SP: What have your biggest challenges been and how have you overcome them?

JH: I think my biggest challenge is finding good people. Most of our competitors have issues with staff churn, but I’d like to think I’ve overcome this problem by treating my team well. I’m also not afraid to resign clients, which we have done in the past, if it means I keep my team happy.

SP: What about your biggest learnings?

JH: To trust your instincts. If you think a potential client isn’t a good fit, chances are you’re right. Keep your existing clients happy and really invest in those relationships.

So many agencies go off and chase new business and forget their existing clients. Never take your clients for granted. Don’t worry about the competition. I used to. I don’t anymore. It’s wasted energy.

SP: If you could start over, would you do anything differently?

JH: I have to say, I don’t think I’d do anything differently.
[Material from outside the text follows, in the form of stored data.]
//! Schedule (solution) model.
//!
//! A schedule owns the tracks produced by packing a talk set. It records
//! the packing policy it was built with so that repacking (e.g. during
//! permutation search) reproduces the same behaviour.

use std::fmt;

use serde::Serialize;
use tracing::{debug, warn};

use super::{Talk, Track};
use crate::config::DayLayout;
use crate::error::PackingError;
use crate::scheduler::{bfd, sequential};
use crate::validation::validate_talks;

/// How best-fit selection chooses between morning and afternoon candidates.
#[derive(Debug, Clone, Copy, Default, PartialEq, Eq, Hash, Serialize)]
#[serde(rename_all = "snake_case")]
pub enum TieBreak {
    /// Best morning and best afternoon are tracked separately; the afternoon
    /// wins only when it belongs to a strictly earlier track.
    #[default]
    Balanced,
    /// The single least-waste session wins, mornings visited first.
    PreferMornings,
}

/// Packing algorithm used by [`Schedule::add_talks`].
#[derive(Debug, Clone, Copy, PartialEq, Eq, Hash, Serialize)]
#[serde(rename_all = "snake_case")]
pub enum Packing {
    /// Best-Fit-Decreasing with the given tie-break.
    BestFitDecreasing(TieBreak),
    /// Talks in input order, each into the current track or a new one.
    FirstFit,
}

impl Default for Packing {
    fn default() -> Self {
        Packing::BestFitDecreasing(TieBreak::default())
    }
}

/// A conference schedule: tracks numbered `1..=N` in creation order.
///
/// `Clone` produces a fully independent copy (every track, session and
/// talk is owned), which is what search uses to snapshot the best schedule.
///
/// # Example
///
/// ```
/// use u_tracks::config::DayLayout;
/// use u_tracks::models::{Schedule, Talk};
///
/// let talks = (0..14).map(|i| Talk::new(format!("Talk {i}"), 60));
/// let mut schedule = Schedule::new(DayLayout::default());
/// schedule.add_talks(talks).unwrap();
///
/// assert_eq!(schedule.track_count(), 2);
/// assert_eq!(schedule.wasted_time(), 0);
/// ```
#[derive(Debug, Clone, PartialEq, Eq, Serialize)]
pub struct Schedule {
    layout: DayLayout,
    packing: Packing,
    tracks: Vec<Track>,
    next_track_number: u32,
}

impl Schedule {
    /// Creates an empty schedule with the default packing policy.
    pub fn new(layout: DayLayout) -> Self {
        Self {
            layout,
            packing: Packing::default(),
            tracks: Vec::new(),
            next_track_number: 1,
        }
    }

    /// Sets the packing policy.
    pub fn with_packing(mut self, packing: Packing) -> Self {
        self.packing = packing;
        self
    }

    /// Shorthand for best-fit-decreasing with the given tie-break.
    pub fn with_tie_break(self, tie_break: TieBreak) -> Self {
        self.with_packing(Packing::BestFitDecreasing(tie_break))
    }

    pub fn layout(&self) -> &DayLayout {
        &self.layout
    }

    pub fn packing(&self) -> Packing {
        self.packing
    }

    pub fn tracks(&self) -> &[Track] {
        &self.tracks
    }

    #[inline]
    pub fn track_count(&self) -> usize {
        self.tracks.len()
    }

    /// Number of talks placed across all tracks.
    pub fn talk_count(&self) -> usize {
        self.tracks
            .iter()
            .flat_map(Track::sessions)
            .map(|s| s.talks().len())
            .sum()
    }

    /// Replaces the schedule's contents with a packing of `talks`.
    ///
    /// Any previous tracks are discarded and numbering restarts at 1, so
    /// calling this twice with the same talks gives the same schedule. On
    /// error the schedule is left empty.
    pub fn add_talks<I>(&mut self, talks: I) -> Result<(), PackingError>
    where
        I: IntoIterator<Item = Talk>,
    {
        let talks: Vec<Talk> = talks.into_iter().collect();
        self.reset();
        validate_talks(&talks, &self.layout).map_err(PackingError::InvalidInput)?;

        let result = match self.packing {
            Packing::BestFitDecreasing(tie_break) => bfd::pack(self, talks, tie_break),
            Packing::FirstFit => sequential::pack(self, talks),
        };
        match &result {
            Ok(()) => debug!(
                tracks = self.tracks.len(),
                wasted = self.wasted_time(),
                packing = ?self.packing,
                "packed talks"
            ),
            Err(err) => {
                warn!(error = %err, "packing failed; discarding partial schedule");
                self.reset();
            }
        }
        result
    }

    /// Appends a new empty track and returns its index.
    pub(crate) fn create_track(&mut self) -> usize {
        let track = Track::new(self.next_track_number, &self.layout);
        debug!(track = self.next_track_number, "created track");
        self.next_track_number += 1;
        self.tracks.push(track);
        self.tracks.len() - 1
    }

    pub(crate) fn tracks_mut(&mut self) -> &mut [Track] {
        &mut self.tracks
    }

    fn reset(&mut self) {
        self.tracks.clear();
        self.next_track_number = 1;
    }

    /// Unused minutes across all tracks.
    pub fn wasted_time(&self) -> u32 {
        self.tracks.iter().map(Track::wasted_time).sum()
    }

    /// Minutes occupied across all tracks.
    pub fn used_time(&self) -> u32 {
        self.tracks.iter().map(Track::used_time).sum()
    }

    /// The track-latest talk with the greatest end time (first on ties).
    pub fn latest_talk(&self) -> Option<&Talk> {
        self.tracks
            .iter()
            .filter_map(Track::latest_talk)
            .fold(None, |best: Option<&Talk>, talk| match best {
                Some(best) if best.end_time() >= talk.end_time() => Some(best),
                _ => Some(talk),
            })
    }

    /// Day-clock minute at which the shared networking event starts.
    ///
    /// The latest talk end across all tracks, clamped into the layout's
    /// networking window.
    pub fn closing_time(&self) -> u32 {
        let (earliest, latest) = self.layout.networking_window();
        self.tracks
            .iter()
            .filter_map(Track::latest_end_clock)
            .max()
            .map_or(earliest, |end| end.clamp(earliest, latest))
    }
}

impl fmt::Display for Schedule {
    /// Blank-line-separated track renderings.
    fn fmt(&self, f: &mut fmt::Formatter<'_>) -> fmt::Result {
        let closing = self.closing_time();
        for (i, track) in self.tracks.iter().enumerate() {
            if i > 0 {
                write!(f, "\n\n")?;
            }
            write!(f, "{}", track.render(&self.layout, closing))?;
        }
        Ok(())
    }
}

#[cfg(test)]
mod tests {
    use super::*;
    use crate::models::SessionKind;

    fn sixty_minute_talks() -> Vec<Talk> {
        let mut talks = Vec::new();
        for track in 1..=2 {
            for i in 1..=7 {
                talks.push(Talk::new(format!("Talk {i}, Track {track}"), 60));
            }
        }
        talks
    }

    #[test]
    fn test_fourteen_hour_talks_fill_two_tracks() {
        for tie_break in [TieBreak::Balanced, TieBreak::PreferMornings] {
            let mut schedule = Schedule::new(DayLayout::default()).with_tie_break(tie_break);
            schedule.add_talks(sixty_minute_talks()).unwrap();

            assert_eq!(schedule.track_count(), 2, "{tie_break:?}");
            for track in schedule.tracks() {
                assert_eq!(track.wasted_time(), 0);
            }
        }
    }

    #[test]
    fn test_balanced_fills_tracks_front_to_back() {
        let mut schedule = Schedule::new(DayLayout::default());
        schedule.add_talks(sixty_minute_talks()).unwrap();

        let tracks = schedule.tracks();
        assert_eq!(tracks[0].morning().talks()[0].title(), "Talk 1, Track 1");
        assert_eq!(
            tracks[0].afternoon().talks().last().unwrap().title(),
            "Talk 7, Track 1"
        );
        assert_eq!(tracks[1].morning().talks()[0].title(), "Talk 1, Track 2");
        assert_eq!(
            tracks[1].afternoon().talks().last().unwrap().title(),
            "Talk 7, Track 2"
        );
    }

    #[test]
    fn test_first_fit_matches_input_order() {
        let mut schedule = Schedule::new(DayLayout::default()).with_packing(Packing::FirstFit);
        schedule.add_talks(sixty_minute_talks()).unwrap();

        assert_eq!(schedule.track_count(), 2);
        assert_eq!(
            schedule.tracks()[1].morning().talks()[0].title(),
            "Talk 1, Track 2"
        );
    }

    #[test]
    fn test_full_session_talks() {
        let talks = [180, 180, 240, 240]
            .into_iter()
            .enumerate()
            .map(|(i, d)| Talk::new(format!("T{i}"), d));
        let mut schedule = Schedule::new(DayLayout::default());
        schedule.add_talks(talks).unwrap();

        assert_eq!(schedule.track_count(), 2);
        for track in schedule.tracks() {
            assert_eq!(track.morning().talks().len(), 1);
            assert_eq!(track.morning().talks()[0].duration(), 180);
            assert_eq!(track.afternoon().talks().len(), 1);
            assert_eq!(track.afternoon().talks()[0].duration(), 240);
            assert_eq!(track.wasted_time(), 0);
        }
    }

    #[test]
    fn test_single_lightning_talk() {
        let mut schedule = Schedule::new(DayLayout::default());
        schedule.add_talks([Talk::new("Quick One", 5)]).unwrap();

        assert_eq!(schedule.track_count(), 1);
        let track = &schedule.tracks()[0];
        assert_eq!(track.session(SessionKind::Morning).wasted_time(), 175);
        assert_eq!(track.session(SessionKind::Afternoon).wasted_time(), 240);
        assert!(track.afternoon().is_empty());
        assert_eq!(
            schedule.to_string(),
            "Track 1\n\n09:00AM Quick One lightning\n12:00PM Lunch\n04:00PM Networking Event"
        );
    }

    #[test]
    fn test_empty_input() {
        let mut schedule = Schedule::new(DayLayout::default());
        schedule.add_talks(Vec::new()).unwrap();
        assert_eq!(schedule.track_count(), 0);
        assert!(schedule.latest_talk().is_none());
        assert_eq!(schedule.closing_time(), 16 * 60);
        assert_eq!(schedule.to_string(), "");
    }

    #[test]
    fn test_add_talks_is_idempotent() {
        let talks: Vec<Talk> = [90, 30, 45, 120, 5, 60, 60, 15]
            .into_iter()
            .enumerate()
            .map(|(i, d)| Talk::new(format!("T{i}"), d))
            .collect();
        let mut schedule = Schedule::new(DayLayout::default());
        schedule.add_talks(talks.clone()).unwrap();
        let first = schedule.clone();
        schedule.add_talks(talks).unwrap();

        assert_eq!(schedule, first);
        assert_eq!(schedule.tracks()[0].number(), 1);
    }

    #[test]
    fn test_invalid_talks_rejected_before_packing() {
        let mut schedule = Schedule::new(DayLayout::default());
        schedule.add_talks([Talk::new("Fine", 30)]).unwrap();

        let err = schedule
            .add_talks([Talk::new("Instant", 0), Talk::new("Marathon", 300)])
            .unwrap_err();
        match err {
            PackingError::InvalidInput(errors) => assert_eq!(errors.len(), 2),
            other => panic!("unexpected error: {other}"),
        }
        assert_eq!(schedule.track_count(), 0);
    }

    #[test]
    fn test_latest_talk_and_closing_time() {
        let mut schedule = Schedule::new(DayLayout::default()).with_packing(Packing::FirstFit);
        schedule
            .add_talks([
                Talk::new("Morning", 180),
                Talk::new("Afternoon", 200),
                Talk::new("Second Track", 180),
                Talk::new("Short Afternoon", 30),
            ])
            .unwrap();

        assert_eq!(schedule.latest_talk().unwrap().title(), "Afternoon");
        // 13:00 + 200min = 16:20
        assert_eq!(schedule.closing_time(), 16 * 60 + 20);
        assert!(schedule
            .to_string()
            .ends_with("04:20PM Networking Event"));
    }

    #[test]
    fn test_clone_is_independent() {
        let mut schedule = Schedule::new(DayLayout::default());
        schedule.add_talks([Talk::new("A", 60)]).unwrap();
        let snapshot = schedule.clone();

        schedule.add_talks([Talk::new("B", 30), Talk::new("C", 30)]).unwrap();
        assert_eq!(snapshot.talk_count(), 1);
        assert_eq!(snapshot.tracks()[0].morning().talks()[0].title(), "A");
        assert_eq!(schedule.talk_count(), 2);
    }

    #[test]
    fn test_serializes_to_json() {
        let mut schedule = Schedule::new(DayLayout::default());
        schedule.add_talks([Talk::new("A", 60)]).unwrap();
        let json = serde_json::to_value(&schedule).unwrap();

        assert_eq!(json["packing"]["best_fit_decreasing"], "balanced");
        assert_eq!(json["tracks"][0]["number"], 1);
        assert_eq!(json["tracks"][0]["morning"]["talks"][0]["title"], "A");
    }
}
I didn’t intentionally set up a PR agency on the other side of the world. I was only looking for enough work to keep me going and interested. Seven years later, I’ve got a super savvy team of six, working for some amazing businesses, disrupting their industries.

SP: What advice would you give to budding small business owners?

JH: Don’t waste time on a fancy website, business card or office. Start selling. Do you offer something that other businesses are willing to pay for? If you do, that’s great. If you don’t, then you need to go back to the drawing board. The earlier you can get cash into the business the better.

SP: Who are the business leaders you look up to and why?

JH: Peter Jones, the UK IT and telecoms entrepreneur, and Lord Alan Sugar. Both tell it like it is and don’t suffer fools gladly.

SP: What does the future hold for BENCH PR?

JH: Asia is the short answer. While we already represent some of our clients in English-speaking Asia and act for some as APAC agency lead, [we’ll be] managing activity with other agencies across the region, more of our clients are looking to Asia for expansion.